▶ [Your goal]:
Within the material below, how many lines include "BudgetLayout"? Answer with the count only.

<<<<

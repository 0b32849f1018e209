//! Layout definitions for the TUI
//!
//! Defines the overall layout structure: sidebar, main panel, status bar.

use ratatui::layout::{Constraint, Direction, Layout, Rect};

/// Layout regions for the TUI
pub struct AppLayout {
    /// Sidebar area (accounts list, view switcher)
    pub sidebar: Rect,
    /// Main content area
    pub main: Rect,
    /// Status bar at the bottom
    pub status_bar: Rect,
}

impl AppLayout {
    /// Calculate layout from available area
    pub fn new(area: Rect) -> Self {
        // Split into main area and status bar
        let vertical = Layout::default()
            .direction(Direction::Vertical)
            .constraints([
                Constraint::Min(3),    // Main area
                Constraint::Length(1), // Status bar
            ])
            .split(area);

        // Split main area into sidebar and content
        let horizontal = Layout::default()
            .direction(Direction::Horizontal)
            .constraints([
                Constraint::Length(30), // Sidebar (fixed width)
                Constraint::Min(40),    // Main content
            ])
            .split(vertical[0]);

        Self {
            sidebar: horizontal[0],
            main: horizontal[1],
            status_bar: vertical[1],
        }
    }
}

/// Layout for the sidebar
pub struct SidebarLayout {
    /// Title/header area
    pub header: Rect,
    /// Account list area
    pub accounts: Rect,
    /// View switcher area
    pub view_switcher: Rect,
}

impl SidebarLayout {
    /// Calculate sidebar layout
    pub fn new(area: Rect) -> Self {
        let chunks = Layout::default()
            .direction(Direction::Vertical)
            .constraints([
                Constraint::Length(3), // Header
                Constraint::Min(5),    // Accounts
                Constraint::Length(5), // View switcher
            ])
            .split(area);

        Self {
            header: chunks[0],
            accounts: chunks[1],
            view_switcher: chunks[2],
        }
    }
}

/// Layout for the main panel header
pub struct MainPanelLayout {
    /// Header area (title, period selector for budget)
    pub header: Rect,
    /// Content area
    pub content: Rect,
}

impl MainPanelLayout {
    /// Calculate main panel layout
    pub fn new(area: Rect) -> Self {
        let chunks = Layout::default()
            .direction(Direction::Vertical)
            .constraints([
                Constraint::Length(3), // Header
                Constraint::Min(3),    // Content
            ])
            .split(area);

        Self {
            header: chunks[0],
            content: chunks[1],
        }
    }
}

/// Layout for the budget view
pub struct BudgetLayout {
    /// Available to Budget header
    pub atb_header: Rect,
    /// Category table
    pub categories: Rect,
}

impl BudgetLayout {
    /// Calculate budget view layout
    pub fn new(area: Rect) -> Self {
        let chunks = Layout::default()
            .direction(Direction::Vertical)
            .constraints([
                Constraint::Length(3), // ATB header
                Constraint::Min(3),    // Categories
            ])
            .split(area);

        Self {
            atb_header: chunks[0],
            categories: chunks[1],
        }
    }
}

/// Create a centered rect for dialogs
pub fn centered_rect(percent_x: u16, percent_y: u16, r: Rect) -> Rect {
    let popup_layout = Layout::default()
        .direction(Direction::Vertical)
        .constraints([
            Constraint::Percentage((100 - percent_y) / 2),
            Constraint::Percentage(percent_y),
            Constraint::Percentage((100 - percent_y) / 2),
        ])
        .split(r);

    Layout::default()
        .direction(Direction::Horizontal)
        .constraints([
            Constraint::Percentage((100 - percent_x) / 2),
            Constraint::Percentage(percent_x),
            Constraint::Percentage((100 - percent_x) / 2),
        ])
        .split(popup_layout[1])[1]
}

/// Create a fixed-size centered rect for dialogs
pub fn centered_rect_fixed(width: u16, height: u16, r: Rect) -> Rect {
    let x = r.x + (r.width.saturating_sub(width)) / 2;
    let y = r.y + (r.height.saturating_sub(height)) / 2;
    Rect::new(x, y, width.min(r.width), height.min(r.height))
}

>>>>

▶ [Result]:
2